◆ **Your task**:
Within the records below, find each line that holds the string "numeric", then copy it.

────────────────

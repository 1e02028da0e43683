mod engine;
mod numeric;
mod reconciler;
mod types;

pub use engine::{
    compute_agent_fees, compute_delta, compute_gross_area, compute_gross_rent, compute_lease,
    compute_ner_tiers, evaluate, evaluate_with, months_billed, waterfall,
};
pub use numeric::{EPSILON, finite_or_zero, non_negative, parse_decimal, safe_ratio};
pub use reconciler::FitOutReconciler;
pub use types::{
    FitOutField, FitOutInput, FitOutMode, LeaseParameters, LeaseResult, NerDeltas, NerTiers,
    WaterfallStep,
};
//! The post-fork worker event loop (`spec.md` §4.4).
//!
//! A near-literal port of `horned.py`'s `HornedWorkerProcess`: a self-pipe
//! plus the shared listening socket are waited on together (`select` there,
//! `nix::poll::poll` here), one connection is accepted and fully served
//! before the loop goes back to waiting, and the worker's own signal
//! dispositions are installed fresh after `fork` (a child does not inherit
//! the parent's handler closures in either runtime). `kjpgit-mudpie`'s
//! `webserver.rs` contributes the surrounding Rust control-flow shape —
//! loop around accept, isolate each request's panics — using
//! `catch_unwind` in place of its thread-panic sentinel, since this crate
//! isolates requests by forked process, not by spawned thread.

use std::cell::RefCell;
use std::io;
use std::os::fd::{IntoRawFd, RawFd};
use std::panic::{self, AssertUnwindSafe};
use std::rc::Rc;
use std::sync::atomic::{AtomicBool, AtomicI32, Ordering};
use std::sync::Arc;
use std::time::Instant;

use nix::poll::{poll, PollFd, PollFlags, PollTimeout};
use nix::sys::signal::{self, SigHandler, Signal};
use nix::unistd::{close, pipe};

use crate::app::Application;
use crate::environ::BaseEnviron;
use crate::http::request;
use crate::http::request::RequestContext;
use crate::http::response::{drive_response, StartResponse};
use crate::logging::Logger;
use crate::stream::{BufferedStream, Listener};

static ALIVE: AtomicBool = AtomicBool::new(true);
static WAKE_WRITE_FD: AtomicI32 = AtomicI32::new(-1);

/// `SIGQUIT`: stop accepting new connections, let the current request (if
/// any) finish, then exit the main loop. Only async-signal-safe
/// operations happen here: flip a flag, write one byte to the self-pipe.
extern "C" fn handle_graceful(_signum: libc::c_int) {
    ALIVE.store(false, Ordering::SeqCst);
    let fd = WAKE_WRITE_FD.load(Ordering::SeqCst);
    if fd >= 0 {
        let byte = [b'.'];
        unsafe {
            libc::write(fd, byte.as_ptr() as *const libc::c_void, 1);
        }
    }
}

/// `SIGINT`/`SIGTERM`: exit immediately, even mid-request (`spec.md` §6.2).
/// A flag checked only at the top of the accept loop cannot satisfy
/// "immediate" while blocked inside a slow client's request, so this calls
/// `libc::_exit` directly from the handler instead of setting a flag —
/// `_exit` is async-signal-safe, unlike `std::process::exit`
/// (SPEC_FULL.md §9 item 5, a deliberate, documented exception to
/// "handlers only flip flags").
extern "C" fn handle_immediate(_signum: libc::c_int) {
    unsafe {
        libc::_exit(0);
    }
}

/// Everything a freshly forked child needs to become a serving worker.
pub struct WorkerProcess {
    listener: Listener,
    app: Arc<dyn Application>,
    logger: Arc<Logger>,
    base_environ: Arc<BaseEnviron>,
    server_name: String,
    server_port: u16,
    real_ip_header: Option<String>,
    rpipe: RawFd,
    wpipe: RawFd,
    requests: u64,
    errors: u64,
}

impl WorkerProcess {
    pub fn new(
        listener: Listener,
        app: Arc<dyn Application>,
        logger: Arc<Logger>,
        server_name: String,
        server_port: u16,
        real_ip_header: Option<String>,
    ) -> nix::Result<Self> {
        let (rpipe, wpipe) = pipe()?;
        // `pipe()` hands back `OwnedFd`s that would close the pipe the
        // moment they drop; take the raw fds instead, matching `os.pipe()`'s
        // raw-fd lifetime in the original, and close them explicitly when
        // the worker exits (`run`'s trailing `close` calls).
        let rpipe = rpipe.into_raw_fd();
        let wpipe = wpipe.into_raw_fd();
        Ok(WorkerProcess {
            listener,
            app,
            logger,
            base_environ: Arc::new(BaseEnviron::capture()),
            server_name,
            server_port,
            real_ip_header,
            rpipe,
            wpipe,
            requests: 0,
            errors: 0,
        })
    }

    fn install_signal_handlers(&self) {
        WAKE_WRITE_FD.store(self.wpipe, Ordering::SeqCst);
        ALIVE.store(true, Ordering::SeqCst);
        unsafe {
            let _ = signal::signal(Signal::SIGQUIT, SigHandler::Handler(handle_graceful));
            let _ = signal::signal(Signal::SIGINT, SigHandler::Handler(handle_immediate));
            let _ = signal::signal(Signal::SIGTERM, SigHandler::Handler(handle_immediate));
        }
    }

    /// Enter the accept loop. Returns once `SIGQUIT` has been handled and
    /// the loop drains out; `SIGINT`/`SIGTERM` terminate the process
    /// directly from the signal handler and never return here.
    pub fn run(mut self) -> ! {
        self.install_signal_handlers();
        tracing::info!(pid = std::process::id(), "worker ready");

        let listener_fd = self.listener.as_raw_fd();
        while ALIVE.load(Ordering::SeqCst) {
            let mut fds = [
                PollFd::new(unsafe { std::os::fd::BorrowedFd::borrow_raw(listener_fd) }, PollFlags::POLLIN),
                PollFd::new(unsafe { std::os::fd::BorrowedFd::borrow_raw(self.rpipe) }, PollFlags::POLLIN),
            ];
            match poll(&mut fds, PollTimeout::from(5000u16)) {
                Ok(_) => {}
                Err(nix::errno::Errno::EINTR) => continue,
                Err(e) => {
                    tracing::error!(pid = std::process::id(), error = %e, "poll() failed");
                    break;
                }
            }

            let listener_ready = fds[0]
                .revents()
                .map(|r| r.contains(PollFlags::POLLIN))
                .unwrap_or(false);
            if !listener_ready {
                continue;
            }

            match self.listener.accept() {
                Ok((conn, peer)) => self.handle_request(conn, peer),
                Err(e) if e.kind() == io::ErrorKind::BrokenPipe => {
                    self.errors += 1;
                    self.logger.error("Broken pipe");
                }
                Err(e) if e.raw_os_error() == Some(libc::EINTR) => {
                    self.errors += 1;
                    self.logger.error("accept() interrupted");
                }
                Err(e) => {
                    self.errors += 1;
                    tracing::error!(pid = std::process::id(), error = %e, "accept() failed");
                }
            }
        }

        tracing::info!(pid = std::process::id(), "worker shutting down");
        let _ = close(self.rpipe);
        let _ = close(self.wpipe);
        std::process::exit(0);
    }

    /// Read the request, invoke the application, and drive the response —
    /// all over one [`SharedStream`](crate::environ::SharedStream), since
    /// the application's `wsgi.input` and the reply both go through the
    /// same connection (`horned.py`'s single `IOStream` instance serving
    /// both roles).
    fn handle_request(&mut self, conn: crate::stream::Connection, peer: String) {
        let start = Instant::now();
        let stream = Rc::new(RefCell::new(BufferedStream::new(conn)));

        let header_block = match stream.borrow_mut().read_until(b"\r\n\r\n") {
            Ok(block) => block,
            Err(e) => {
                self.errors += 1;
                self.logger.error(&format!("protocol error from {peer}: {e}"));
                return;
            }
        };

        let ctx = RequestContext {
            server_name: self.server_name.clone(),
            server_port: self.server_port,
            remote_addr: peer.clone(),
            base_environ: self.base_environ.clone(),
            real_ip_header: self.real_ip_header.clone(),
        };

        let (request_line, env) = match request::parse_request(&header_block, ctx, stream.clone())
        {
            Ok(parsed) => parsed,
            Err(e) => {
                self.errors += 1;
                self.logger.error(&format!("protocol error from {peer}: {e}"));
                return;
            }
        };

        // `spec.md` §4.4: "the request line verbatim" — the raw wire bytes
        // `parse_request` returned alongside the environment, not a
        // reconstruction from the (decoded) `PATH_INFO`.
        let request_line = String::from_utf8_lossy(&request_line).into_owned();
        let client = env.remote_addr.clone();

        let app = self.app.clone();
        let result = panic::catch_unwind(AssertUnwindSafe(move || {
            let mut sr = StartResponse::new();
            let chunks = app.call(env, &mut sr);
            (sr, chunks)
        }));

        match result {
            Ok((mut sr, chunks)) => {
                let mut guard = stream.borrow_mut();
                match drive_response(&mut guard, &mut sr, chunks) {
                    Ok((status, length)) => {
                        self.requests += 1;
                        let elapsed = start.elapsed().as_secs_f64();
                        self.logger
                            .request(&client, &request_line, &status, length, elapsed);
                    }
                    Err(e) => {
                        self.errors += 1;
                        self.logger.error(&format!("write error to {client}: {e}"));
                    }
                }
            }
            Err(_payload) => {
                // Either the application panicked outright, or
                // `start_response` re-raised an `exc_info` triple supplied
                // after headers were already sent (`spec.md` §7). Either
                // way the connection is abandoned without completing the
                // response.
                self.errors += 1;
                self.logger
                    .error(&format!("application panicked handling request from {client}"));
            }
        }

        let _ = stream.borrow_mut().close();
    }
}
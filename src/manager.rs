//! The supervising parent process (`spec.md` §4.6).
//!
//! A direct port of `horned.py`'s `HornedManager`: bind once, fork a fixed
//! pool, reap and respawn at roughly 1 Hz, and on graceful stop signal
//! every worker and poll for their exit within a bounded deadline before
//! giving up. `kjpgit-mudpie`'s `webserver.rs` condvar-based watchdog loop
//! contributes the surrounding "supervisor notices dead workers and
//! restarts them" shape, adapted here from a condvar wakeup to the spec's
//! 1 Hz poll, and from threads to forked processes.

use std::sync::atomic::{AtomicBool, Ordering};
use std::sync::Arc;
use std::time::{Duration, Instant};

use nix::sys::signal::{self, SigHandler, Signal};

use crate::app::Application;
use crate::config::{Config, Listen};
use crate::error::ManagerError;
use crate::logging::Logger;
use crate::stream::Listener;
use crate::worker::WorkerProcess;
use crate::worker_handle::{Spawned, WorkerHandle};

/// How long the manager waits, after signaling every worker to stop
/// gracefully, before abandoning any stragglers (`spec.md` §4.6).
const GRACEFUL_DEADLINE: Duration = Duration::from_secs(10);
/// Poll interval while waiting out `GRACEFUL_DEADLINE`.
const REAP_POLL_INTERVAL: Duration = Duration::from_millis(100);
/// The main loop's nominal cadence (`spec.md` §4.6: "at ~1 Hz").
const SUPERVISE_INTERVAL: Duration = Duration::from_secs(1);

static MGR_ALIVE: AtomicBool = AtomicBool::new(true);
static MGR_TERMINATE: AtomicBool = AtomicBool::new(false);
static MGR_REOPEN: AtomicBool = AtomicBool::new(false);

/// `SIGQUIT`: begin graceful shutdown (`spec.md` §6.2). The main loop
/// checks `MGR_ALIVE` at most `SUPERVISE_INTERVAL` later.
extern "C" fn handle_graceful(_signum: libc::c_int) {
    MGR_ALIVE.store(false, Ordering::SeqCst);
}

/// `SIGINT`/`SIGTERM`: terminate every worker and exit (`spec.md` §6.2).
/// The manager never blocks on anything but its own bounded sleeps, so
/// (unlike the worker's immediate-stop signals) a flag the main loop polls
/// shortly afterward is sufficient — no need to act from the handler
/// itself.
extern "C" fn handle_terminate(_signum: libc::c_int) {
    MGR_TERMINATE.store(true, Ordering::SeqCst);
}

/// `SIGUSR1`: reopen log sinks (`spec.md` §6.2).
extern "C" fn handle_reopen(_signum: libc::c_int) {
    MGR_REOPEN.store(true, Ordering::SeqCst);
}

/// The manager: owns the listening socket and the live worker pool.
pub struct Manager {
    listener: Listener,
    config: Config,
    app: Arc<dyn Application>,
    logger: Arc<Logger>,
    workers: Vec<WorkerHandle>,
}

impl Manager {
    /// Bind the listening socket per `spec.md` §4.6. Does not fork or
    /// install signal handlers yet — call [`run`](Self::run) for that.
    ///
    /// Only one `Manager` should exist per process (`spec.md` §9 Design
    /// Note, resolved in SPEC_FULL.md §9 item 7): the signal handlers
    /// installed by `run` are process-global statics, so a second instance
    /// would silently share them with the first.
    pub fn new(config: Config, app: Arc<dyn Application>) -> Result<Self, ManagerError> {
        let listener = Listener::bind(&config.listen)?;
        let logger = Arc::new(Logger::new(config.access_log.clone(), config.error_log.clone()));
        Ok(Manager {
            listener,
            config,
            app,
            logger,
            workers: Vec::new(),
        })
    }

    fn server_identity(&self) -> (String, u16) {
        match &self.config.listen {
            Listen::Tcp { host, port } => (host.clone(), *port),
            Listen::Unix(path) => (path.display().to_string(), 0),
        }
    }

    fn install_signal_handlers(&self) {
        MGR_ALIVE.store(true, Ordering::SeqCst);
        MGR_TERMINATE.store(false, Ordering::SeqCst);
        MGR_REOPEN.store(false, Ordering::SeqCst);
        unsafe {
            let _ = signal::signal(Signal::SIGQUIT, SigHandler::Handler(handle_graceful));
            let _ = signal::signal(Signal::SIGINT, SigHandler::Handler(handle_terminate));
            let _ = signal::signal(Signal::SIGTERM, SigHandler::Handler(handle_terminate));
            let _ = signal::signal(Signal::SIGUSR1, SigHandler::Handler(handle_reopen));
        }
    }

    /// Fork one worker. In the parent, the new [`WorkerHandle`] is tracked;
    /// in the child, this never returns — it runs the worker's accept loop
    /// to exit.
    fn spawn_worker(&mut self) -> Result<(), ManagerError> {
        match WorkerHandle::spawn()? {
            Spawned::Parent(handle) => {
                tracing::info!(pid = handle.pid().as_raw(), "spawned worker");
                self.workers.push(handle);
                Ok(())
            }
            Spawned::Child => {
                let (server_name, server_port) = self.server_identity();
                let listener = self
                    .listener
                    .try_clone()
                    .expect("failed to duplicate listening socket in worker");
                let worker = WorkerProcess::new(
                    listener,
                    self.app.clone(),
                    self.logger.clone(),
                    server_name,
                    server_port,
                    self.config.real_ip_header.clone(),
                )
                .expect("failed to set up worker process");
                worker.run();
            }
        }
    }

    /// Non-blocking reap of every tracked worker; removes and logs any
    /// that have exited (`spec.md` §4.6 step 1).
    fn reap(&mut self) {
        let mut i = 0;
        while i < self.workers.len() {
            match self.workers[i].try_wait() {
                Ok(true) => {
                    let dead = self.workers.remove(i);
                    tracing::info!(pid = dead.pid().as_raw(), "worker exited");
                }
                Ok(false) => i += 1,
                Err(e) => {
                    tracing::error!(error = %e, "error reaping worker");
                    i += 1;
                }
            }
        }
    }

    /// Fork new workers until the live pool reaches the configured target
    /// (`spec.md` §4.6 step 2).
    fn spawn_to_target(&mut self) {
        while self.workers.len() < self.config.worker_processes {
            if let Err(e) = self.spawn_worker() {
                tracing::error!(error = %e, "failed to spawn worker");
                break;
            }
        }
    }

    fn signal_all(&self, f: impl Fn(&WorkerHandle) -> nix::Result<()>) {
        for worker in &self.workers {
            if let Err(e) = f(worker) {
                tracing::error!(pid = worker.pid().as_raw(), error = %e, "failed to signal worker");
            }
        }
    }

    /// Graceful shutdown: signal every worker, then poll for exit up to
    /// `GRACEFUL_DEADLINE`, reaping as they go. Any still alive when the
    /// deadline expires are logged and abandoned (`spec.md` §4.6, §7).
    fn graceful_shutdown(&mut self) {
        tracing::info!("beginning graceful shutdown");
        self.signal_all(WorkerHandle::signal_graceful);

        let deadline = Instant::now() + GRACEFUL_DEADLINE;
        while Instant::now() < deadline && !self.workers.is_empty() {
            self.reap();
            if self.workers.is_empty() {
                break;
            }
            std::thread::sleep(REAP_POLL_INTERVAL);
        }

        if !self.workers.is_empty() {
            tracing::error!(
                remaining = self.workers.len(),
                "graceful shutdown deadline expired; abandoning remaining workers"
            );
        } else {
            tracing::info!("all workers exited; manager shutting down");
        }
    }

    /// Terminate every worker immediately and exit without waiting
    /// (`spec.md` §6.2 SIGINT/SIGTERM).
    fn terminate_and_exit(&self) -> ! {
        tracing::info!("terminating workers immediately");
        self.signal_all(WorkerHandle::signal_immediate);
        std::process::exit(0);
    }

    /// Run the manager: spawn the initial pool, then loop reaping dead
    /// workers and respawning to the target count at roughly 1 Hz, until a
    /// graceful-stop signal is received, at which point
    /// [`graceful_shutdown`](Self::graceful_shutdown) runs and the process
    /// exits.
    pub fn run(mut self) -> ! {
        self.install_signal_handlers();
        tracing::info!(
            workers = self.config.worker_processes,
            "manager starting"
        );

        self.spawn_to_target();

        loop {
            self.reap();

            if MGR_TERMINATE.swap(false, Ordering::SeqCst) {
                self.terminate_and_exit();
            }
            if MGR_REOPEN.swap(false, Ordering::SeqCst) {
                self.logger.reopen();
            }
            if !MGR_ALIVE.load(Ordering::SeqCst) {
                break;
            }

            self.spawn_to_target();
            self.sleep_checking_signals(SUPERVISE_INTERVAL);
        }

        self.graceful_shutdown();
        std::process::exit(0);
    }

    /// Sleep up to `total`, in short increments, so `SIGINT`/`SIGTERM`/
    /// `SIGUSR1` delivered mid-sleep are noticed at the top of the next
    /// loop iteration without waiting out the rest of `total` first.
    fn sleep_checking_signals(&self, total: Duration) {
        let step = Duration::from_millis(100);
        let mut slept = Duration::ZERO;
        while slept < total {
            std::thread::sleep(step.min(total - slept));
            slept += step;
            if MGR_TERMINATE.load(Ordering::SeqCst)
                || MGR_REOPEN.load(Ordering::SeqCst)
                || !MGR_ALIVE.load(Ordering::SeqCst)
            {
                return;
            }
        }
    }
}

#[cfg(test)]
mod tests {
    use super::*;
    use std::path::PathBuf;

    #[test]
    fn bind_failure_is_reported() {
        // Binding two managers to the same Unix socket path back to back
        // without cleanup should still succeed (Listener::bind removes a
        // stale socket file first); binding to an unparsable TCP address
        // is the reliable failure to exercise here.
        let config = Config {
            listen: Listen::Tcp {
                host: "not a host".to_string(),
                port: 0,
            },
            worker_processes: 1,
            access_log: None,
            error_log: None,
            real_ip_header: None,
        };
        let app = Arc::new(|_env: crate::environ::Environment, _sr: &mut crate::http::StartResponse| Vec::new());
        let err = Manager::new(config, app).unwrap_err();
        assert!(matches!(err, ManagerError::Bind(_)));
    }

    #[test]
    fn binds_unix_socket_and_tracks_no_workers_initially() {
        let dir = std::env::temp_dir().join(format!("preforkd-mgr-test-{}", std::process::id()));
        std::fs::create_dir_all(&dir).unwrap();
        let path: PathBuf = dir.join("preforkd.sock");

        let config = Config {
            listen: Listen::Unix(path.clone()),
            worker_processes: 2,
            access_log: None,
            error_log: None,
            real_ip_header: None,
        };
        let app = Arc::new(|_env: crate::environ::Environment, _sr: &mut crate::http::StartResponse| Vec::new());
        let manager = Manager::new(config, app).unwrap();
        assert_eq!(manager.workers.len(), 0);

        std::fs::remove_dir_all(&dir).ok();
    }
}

────────────────

◆ **Answer section**:
mod numeric;
pub use numeric::{EPSILON, finite_or_zero, non_negative, parse_decimal, safe_ratio};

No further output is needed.